[Saved entries]
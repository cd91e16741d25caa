// crates/cps-entitlement-core/src/lib.rs
// ============================================================================
// Module: CPS Entitlement Core Library
// Description: Public API surface for the entitlement engine.
// Purpose: Expose core types, interfaces, and runtime helpers.
// Dependencies: crate::{core, interfaces, runtime}
// ============================================================================

//! ## Overview
//! The entitlement engine decides, for one user session, which subscription
//! tier is active, which features and numeric limits that tier unlocks, and
//! how a special-access override interacts with the tier model. State is
//! persisted through the [`SessionStore`] interface and rehydrated when a
//! session is opened.

// ============================================================================
// SECTION: Modules
// ============================================================================

pub mod core;
pub mod interfaces;
pub mod runtime;

// ============================================================================
// SECTION: Re-Exports
// ============================================================================

pub use crate::core::*;

pub use interfaces::CodeValidator;
pub use interfaces::SPECIAL_ACCESS_GRANTED;
pub use interfaces::SessionKey;
pub use interfaces::SessionStore;
pub use interfaces::StoreError;
pub use runtime::DisabledCodeValidator;
pub use runtime::EntitlementAuditSink;
pub use runtime::EntitlementError;
pub use runtime::EntitlementSession;
pub use runtime::InMemorySessionStore;
pub use runtime::NoopAuditSink;
pub use runtime::SessionParams;
pub use runtime::StaticCodeValidator;
pub use runtime::StoragePolicy;
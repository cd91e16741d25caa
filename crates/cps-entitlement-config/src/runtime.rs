// crates/cps-entitlement-config/src/runtime.rs
// ============================================================================
// Module: Entitlement Runtime Wiring
// Description: Builds stores, validators, and audit sinks from config.
// Purpose: Open entitlement sessions from a validated configuration.
// Dependencies: cps-entitlement-core, cps-entitlement-store-sqlite
// ============================================================================

//! ## Overview
//! [`EntitlementRuntime`] is built once per process from an
//! [`EntitlementConfig`] and hands out one [`EntitlementSession`] per user
//! session. The runtime owns the shared store so every session for the same
//! user sees the same persisted state.
//!
//! When the `SQLite` database cannot be opened and
//! `storage.on_unavailable = "session_only"`, the runtime still starts; every
//! session it opens is session-only and records a `storage_degraded` event.

// ============================================================================
// SECTION: Imports
// ============================================================================

use std::collections::BTreeMap;
use std::sync::Arc;
use std::sync::Mutex;
use std::sync::PoisonError;

use cps_entitlement_core::CodeValidator;
use cps_entitlement_core::DisabledCodeValidator;
use cps_entitlement_core::EntitlementAuditSink;
use cps_entitlement_core::EntitlementError;
use cps_entitlement_core::EntitlementSession;
use cps_entitlement_core::InMemorySessionStore;
use cps_entitlement_core::NoopAuditSink;
use cps_entitlement_core::SessionParams;
use cps_entitlement_core::SessionStore;
use cps_entitlement_core::StaticCodeValidator;
use cps_entitlement_core::StoragePolicy;
use cps_entitlement_core::UserId;
use cps_entitlement_core::runtime::FileAuditSink;
use cps_entitlement_core::runtime::StderrAuditSink;
use cps_entitlement_core::runtime::StorageAuditEvent;
use cps_entitlement_store_sqlite::SqliteSessionStore;
use thiserror::Error;

use crate::config::AuditConfig;
use crate::config::AuditSinkKind;
use crate::config::ConfigError;
use crate::config::EntitlementConfig;
use crate::config::StorageBackend;
use crate::config::StorageConfig;

// ============================================================================
// SECTION: Errors
// ============================================================================

/// Errors raised while building a runtime or opening a session.
#[derive(Debug, Error)]
pub enum RuntimeError {
    /// Configuration could not be applied.
    #[error("entitlement runtime config error: {0}")]
    Config(#[from] ConfigError),
    /// Durable storage could not be opened under the fail policy.
    #[error("entitlement runtime storage unavailable: {0}")]
    Storage(String),
    /// The session could not be opened.
    #[error("entitlement runtime session error: {0}")]
    Session(#[from] EntitlementError),
}

// ============================================================================
// SECTION: Runtime
// ============================================================================

/// Backing storage shared by every session the runtime opens.
enum RuntimeStorage {
    /// Process-local stores keyed by user. Entries live until evicted or
    /// until the runtime is dropped.
    Memory(Mutex<BTreeMap<UserId, InMemorySessionStore>>),
    /// Durable `SQLite` store.
    Sqlite(SqliteSessionStore),
    /// Durable storage failed to open; sessions run session-only.
    Unavailable(String),
}

/// Process-wide entitlement wiring built from configuration.
pub struct EntitlementRuntime {
    /// Shared session storage.
    storage: RuntimeStorage,
    /// Special-access code validator.
    validator: Arc<dyn CodeValidator>,
    /// Audit sink.
    audit: Arc<dyn EntitlementAuditSink>,
    /// Storage failure policy.
    policy: StoragePolicy,
}

impl EntitlementRuntime {
    /// Builds a runtime from a validated configuration.
    ///
    /// # Errors
    ///
    /// Returns [`RuntimeError::Config`] when the access-code secret cannot be
    /// resolved or the audit log cannot be opened, and
    /// [`RuntimeError::Storage`] when the database cannot be opened under
    /// [`StoragePolicy::Fail`].
    pub fn from_config(config: &EntitlementConfig) -> Result<Self, RuntimeError> {
        config.validate()?;
        let validator: Arc<dyn CodeValidator> = match config.access_code.resolve_secret()? {
            Some(secret) => Arc::new(StaticCodeValidator::new(secret)),
            None => Arc::new(DisabledCodeValidator),
        };
        Ok(Self {
            storage: build_storage(&config.storage)?,
            validator,
            audit: build_audit_sink(&config.audit)?,
            policy: config.storage.on_unavailable,
        })
    }

    /// Replaces the audit sink used for sessions opened afterwards.
    #[must_use]
    pub fn with_audit_sink(mut self, audit: Arc<dyn EntitlementAuditSink>) -> Self {
        self.audit = audit;
        self
    }

    /// Returns true when sessions persist beyond the process.
    #[must_use]
    pub const fn is_durable(&self) -> bool {
        matches!(self.storage, RuntimeStorage::Sqlite(_))
    }

    /// Opens a session for `user_id`.
    ///
    /// # Errors
    ///
    /// Returns [`RuntimeError::Session`] when the session cannot be opened.
    pub fn open_session(&self, user_id: UserId) -> Result<EntitlementSession, RuntimeError> {
        let store: Box<dyn SessionStore> = match &self.storage {
            RuntimeStorage::Memory(stores) => {
                let mut stores = stores.lock().unwrap_or_else(PoisonError::into_inner);
                Box::new(stores.entry(user_id.clone()).or_default().clone())
            }
            RuntimeStorage::Sqlite(store) => Box::new(store.for_user(user_id.clone())),
            RuntimeStorage::Unavailable(message) => {
                let session = EntitlementSession::session_only(
                    user_id.clone(),
                    Arc::clone(&self.validator),
                    Arc::clone(&self.audit),
                )?;
                self.audit.record_storage(&StorageAuditEvent::degraded(
                    user_id,
                    None,
                    "open",
                    message.clone(),
                ));
                return Ok(session);
            }
        };
        let session = EntitlementSession::open(SessionParams {
            user_id,
            store,
            validator: Arc::clone(&self.validator),
            audit: Arc::clone(&self.audit),
            policy: self.policy,
        })?;
        Ok(session)
    }

    /// Drops the process-local state held for `user_id`.
    ///
    /// The memory backend keeps one store per user ever opened; long-lived
    /// processes call this when a user signs out. Sessions already open keep
    /// their handle. Durable and unavailable backends hold no per-user state,
    /// so this returns false for them.
    #[must_use]
    pub fn evict_user(&self, user_id: &UserId) -> bool {
        match &self.storage {
            RuntimeStorage::Memory(stores) => {
                stores.lock().unwrap_or_else(PoisonError::into_inner).remove(user_id).is_some()
            }
            RuntimeStorage::Sqlite(_) | RuntimeStorage::Unavailable(_) => false,
        }
    }
}

impl EntitlementConfig {
    /// Builds a one-off runtime and opens a session for `user_id`.
    ///
    /// Processes serving many sessions should build one
    /// [`EntitlementRuntime`] and reuse it instead.
    ///
    /// # Errors
    ///
    /// Returns [`RuntimeError`] when the runtime cannot be built or the
    /// session cannot be opened.
    pub fn open_session(&self, user_id: UserId) -> Result<EntitlementSession, RuntimeError> {
        EntitlementRuntime::from_config(self)?.open_session(user_id)
    }
}

// ============================================================================
// SECTION: Helpers
// ============================================================================

/// Opens the configured storage backend, applying the failure policy.
fn build_storage(config: &StorageConfig) -> Result<RuntimeStorage, RuntimeError> {
    match config.backend {
        StorageBackend::Memory => Ok(RuntimeStorage::Memory(Mutex::new(BTreeMap::new()))),
        StorageBackend::Sqlite => {
            let sqlite = config.sqlite_config().ok_or_else(|| {
                ConfigError::Invalid("sqlite storage requires path".to_string())
            })?;
            match SqliteSessionStore::new(&sqlite) {
                Ok(store) => Ok(RuntimeStorage::Sqlite(store)),
                Err(err) => match config.on_unavailable {
                    StoragePolicy::Fail => Err(RuntimeError::Storage(err.to_string())),
                    StoragePolicy::SessionOnly => Ok(RuntimeStorage::Unavailable(err.to_string())),
                },
            }
        }
    }
}

/// Builds the configured audit sink.
fn build_audit_sink(config: &AuditConfig) -> Result<Arc<dyn EntitlementAuditSink>, ConfigError> {
    match (config.sink, &config.path) {
        (AuditSinkKind::None, _) => Ok(Arc::new(NoopAuditSink)),
        (AuditSinkKind::Stderr, _) => Ok(Arc::new(StderrAuditSink)),
        (AuditSinkKind::File, Some(path)) => {
            let sink = FileAuditSink::new(path).map_err(|err| ConfigError::Io(err.to_string()))?;
            Ok(Arc::new(sink))
        }
        (AuditSinkKind::File, None) => {
            Err(ConfigError::Invalid("file audit sink requires path".to_string()))
        }
    }
}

_About this task:_
Pull every line containing "StorageAuditEvent" from the entries above and copy it.

_Solution below:_
use cps_entitlement_core::runtime::StorageAuditEvent;
                self.audit.record_storage(&StorageAuditEvent::degraded(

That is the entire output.